Task to complete:
Show every line of the data below that includes the word "PixelsBuilder".

Material for this exercise:
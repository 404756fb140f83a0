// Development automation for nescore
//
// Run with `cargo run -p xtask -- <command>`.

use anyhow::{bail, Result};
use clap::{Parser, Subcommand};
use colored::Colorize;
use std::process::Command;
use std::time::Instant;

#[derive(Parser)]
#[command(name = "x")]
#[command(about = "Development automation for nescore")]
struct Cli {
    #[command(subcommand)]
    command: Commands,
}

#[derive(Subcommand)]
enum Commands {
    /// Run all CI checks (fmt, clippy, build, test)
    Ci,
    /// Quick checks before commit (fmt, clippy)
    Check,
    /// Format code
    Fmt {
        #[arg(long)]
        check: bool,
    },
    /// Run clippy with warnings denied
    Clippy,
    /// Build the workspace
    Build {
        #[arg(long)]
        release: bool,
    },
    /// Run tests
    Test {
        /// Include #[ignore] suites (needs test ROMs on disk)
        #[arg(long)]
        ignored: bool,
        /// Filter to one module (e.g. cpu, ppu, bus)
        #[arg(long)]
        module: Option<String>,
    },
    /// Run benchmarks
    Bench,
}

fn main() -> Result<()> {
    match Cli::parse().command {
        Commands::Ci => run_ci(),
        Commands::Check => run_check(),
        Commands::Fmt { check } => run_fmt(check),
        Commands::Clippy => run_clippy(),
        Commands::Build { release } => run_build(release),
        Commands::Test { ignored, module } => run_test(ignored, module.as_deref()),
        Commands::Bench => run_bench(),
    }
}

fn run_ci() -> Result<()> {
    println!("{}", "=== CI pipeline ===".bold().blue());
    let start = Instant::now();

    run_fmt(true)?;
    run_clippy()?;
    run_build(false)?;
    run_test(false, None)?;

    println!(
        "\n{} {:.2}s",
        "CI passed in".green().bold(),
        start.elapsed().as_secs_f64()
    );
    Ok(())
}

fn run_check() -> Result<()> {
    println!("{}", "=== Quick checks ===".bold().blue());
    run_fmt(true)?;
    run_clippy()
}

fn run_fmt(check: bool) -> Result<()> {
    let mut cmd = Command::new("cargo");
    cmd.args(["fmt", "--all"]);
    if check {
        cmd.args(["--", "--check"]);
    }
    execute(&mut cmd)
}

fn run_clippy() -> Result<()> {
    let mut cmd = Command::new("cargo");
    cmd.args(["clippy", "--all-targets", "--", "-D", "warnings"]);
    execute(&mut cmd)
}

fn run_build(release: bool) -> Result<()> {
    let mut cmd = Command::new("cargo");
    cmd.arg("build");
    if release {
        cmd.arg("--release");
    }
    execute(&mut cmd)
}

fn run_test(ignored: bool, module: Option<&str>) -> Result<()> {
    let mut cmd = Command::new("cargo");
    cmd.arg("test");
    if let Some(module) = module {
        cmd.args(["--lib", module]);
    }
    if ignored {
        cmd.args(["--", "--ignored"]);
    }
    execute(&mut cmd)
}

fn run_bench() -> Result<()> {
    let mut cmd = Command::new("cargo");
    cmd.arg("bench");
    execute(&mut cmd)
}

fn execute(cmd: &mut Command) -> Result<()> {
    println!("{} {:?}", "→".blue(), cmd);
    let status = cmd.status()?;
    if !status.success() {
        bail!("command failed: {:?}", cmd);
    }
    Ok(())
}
--
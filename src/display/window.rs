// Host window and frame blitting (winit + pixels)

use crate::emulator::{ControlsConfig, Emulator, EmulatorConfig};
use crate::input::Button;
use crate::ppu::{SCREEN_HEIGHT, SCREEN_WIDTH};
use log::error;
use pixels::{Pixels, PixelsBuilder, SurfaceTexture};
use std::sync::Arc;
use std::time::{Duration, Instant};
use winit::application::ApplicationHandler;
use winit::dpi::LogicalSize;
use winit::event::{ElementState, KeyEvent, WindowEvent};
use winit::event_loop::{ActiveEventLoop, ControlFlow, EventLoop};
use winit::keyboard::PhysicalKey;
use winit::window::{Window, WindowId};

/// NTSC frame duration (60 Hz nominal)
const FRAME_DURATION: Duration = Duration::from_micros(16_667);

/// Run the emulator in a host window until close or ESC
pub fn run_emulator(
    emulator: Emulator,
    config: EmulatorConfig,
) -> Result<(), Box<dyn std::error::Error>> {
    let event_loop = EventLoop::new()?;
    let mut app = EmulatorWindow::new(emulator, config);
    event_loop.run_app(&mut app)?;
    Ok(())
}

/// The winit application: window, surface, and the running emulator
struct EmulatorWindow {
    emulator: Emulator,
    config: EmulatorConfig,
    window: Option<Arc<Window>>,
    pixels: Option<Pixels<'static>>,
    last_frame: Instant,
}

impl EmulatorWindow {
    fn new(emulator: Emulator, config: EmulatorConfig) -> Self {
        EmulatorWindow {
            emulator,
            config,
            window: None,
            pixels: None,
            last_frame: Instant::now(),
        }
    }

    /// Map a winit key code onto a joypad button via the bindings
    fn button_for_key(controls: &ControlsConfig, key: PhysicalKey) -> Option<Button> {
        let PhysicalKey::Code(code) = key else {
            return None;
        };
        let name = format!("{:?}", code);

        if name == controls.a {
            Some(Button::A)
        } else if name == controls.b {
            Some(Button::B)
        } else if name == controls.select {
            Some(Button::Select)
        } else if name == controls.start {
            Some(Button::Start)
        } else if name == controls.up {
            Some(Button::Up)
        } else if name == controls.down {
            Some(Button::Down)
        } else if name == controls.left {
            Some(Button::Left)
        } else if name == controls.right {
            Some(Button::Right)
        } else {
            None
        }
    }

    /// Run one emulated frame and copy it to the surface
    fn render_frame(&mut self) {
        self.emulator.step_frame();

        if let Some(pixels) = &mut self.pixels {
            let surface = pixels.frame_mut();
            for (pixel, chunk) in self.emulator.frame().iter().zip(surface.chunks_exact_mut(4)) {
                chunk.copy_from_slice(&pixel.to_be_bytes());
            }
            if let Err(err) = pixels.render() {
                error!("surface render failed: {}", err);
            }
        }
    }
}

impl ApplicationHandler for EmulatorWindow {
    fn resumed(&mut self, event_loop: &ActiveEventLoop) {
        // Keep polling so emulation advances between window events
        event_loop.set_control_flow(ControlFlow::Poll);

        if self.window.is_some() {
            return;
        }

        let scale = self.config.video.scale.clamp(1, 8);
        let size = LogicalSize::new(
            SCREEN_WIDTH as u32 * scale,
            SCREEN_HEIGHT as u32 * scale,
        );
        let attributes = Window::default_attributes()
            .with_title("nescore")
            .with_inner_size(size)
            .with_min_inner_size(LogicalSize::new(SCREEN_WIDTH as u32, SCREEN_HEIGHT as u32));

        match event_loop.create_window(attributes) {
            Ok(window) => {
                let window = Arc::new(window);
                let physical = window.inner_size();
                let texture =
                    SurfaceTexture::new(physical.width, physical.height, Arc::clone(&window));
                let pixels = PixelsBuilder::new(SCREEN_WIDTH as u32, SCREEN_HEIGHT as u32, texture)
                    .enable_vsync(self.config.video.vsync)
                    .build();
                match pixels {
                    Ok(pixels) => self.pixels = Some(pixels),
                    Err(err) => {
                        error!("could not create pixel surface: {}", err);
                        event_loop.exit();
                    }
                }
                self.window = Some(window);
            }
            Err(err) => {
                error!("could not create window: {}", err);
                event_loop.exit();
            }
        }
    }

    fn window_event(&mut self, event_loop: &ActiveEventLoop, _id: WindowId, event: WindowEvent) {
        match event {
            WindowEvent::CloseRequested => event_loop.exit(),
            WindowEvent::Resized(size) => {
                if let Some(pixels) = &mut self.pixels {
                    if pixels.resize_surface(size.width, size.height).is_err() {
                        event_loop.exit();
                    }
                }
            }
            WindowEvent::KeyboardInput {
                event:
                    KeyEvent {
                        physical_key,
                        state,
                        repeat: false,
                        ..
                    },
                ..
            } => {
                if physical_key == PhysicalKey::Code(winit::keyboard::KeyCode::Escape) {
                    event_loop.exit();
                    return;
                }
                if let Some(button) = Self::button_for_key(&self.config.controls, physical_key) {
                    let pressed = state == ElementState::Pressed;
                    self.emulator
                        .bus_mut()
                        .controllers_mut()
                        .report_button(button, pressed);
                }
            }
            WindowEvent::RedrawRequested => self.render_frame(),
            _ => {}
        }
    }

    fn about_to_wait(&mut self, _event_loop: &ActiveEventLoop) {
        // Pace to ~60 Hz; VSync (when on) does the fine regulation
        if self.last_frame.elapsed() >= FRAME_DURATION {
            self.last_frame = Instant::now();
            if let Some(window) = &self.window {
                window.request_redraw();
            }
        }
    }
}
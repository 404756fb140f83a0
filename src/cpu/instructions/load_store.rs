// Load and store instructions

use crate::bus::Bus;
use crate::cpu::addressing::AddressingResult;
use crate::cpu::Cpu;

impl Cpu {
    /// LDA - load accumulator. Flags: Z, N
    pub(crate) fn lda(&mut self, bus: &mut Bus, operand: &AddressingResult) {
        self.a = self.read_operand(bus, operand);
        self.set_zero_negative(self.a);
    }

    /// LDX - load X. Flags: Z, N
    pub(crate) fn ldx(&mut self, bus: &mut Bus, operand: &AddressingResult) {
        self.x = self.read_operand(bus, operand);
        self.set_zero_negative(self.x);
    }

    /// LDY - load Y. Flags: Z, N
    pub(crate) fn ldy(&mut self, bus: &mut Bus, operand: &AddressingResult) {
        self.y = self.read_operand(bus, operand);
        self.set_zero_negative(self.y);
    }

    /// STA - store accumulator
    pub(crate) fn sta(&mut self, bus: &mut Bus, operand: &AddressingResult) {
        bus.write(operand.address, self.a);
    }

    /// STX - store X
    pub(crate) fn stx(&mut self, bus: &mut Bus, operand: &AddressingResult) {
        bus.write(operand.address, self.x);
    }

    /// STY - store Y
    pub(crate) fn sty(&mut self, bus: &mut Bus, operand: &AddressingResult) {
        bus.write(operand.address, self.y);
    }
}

Response for this exercise:
use pixels::{Pixels, PixelsBuilder, SurfaceTexture};
                let pixels = PixelsBuilder::new(SCREEN_WIDTH as u32, SCREEN_HEIGHT as u32, texture)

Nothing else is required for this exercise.